▶ [WHAT THE TASK REQUIRES]: In the listing below, print exactly the lines between the line holding "pub async fn logout(session: Session)" and the line holding "in, if anyone.", inclusive, and no more.

▶ [PROVIDED DATA]:

● ● ● ● ● ● ●

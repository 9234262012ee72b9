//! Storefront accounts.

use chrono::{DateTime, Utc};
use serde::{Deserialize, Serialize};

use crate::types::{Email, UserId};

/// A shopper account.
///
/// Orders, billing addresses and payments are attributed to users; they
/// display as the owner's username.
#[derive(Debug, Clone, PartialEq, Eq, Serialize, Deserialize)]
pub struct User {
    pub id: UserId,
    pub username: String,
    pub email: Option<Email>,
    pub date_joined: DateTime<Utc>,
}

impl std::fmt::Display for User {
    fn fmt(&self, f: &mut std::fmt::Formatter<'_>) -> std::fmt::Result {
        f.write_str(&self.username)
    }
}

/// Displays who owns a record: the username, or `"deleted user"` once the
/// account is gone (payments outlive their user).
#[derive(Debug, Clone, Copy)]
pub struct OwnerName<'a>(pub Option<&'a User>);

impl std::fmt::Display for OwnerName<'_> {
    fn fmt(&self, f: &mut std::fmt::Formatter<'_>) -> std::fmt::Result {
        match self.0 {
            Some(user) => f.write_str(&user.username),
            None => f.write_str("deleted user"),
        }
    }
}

● ● ● ● ● ● ●

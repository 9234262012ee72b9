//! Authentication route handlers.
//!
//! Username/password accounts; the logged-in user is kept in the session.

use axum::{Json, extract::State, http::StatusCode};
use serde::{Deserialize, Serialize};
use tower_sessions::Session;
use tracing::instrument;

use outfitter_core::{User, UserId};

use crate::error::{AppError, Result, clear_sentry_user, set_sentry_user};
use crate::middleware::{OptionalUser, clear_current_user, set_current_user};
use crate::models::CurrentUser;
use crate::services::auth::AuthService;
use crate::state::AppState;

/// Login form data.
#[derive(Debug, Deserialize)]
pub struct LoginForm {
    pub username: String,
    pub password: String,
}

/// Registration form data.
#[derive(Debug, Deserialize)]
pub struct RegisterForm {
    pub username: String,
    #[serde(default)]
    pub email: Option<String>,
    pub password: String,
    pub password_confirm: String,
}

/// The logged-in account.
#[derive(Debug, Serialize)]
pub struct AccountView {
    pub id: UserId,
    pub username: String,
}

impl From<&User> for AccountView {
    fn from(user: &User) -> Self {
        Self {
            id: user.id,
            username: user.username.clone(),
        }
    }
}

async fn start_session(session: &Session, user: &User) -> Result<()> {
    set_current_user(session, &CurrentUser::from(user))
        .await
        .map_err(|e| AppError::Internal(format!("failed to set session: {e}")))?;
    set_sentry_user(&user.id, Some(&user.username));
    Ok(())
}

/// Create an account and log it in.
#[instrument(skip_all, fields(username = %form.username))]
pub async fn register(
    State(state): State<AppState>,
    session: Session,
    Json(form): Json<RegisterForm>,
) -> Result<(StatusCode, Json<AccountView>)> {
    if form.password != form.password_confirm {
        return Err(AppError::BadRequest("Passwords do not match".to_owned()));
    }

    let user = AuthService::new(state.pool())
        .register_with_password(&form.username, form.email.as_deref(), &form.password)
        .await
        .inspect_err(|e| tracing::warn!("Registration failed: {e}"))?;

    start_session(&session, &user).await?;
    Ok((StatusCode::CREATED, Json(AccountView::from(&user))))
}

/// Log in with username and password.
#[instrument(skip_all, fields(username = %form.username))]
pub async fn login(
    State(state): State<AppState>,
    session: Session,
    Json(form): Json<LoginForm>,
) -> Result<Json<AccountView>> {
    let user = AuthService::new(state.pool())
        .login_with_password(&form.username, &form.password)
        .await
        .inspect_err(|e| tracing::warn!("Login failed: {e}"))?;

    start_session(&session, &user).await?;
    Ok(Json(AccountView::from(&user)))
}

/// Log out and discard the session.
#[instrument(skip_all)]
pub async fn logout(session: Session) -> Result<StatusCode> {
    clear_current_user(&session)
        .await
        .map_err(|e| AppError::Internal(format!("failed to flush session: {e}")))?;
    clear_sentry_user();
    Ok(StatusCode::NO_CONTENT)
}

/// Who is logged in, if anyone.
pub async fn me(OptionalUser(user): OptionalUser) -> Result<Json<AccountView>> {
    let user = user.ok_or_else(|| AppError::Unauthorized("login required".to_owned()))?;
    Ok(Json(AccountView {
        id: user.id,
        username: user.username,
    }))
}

● ● ● ● ● ● ●

▶ [FINAL ANSWER]:
pub async fn logout(session: Session) -> Result<StatusCode> {
    clear_current_user(&session)
        .await
        .map_err(|e| AppError::Internal(format!("failed to flush session: {e}")))?;
    clear_sentry_user();
    Ok(StatusCode::NO_CONTENT)
}

/// Who is logged in, if anyone.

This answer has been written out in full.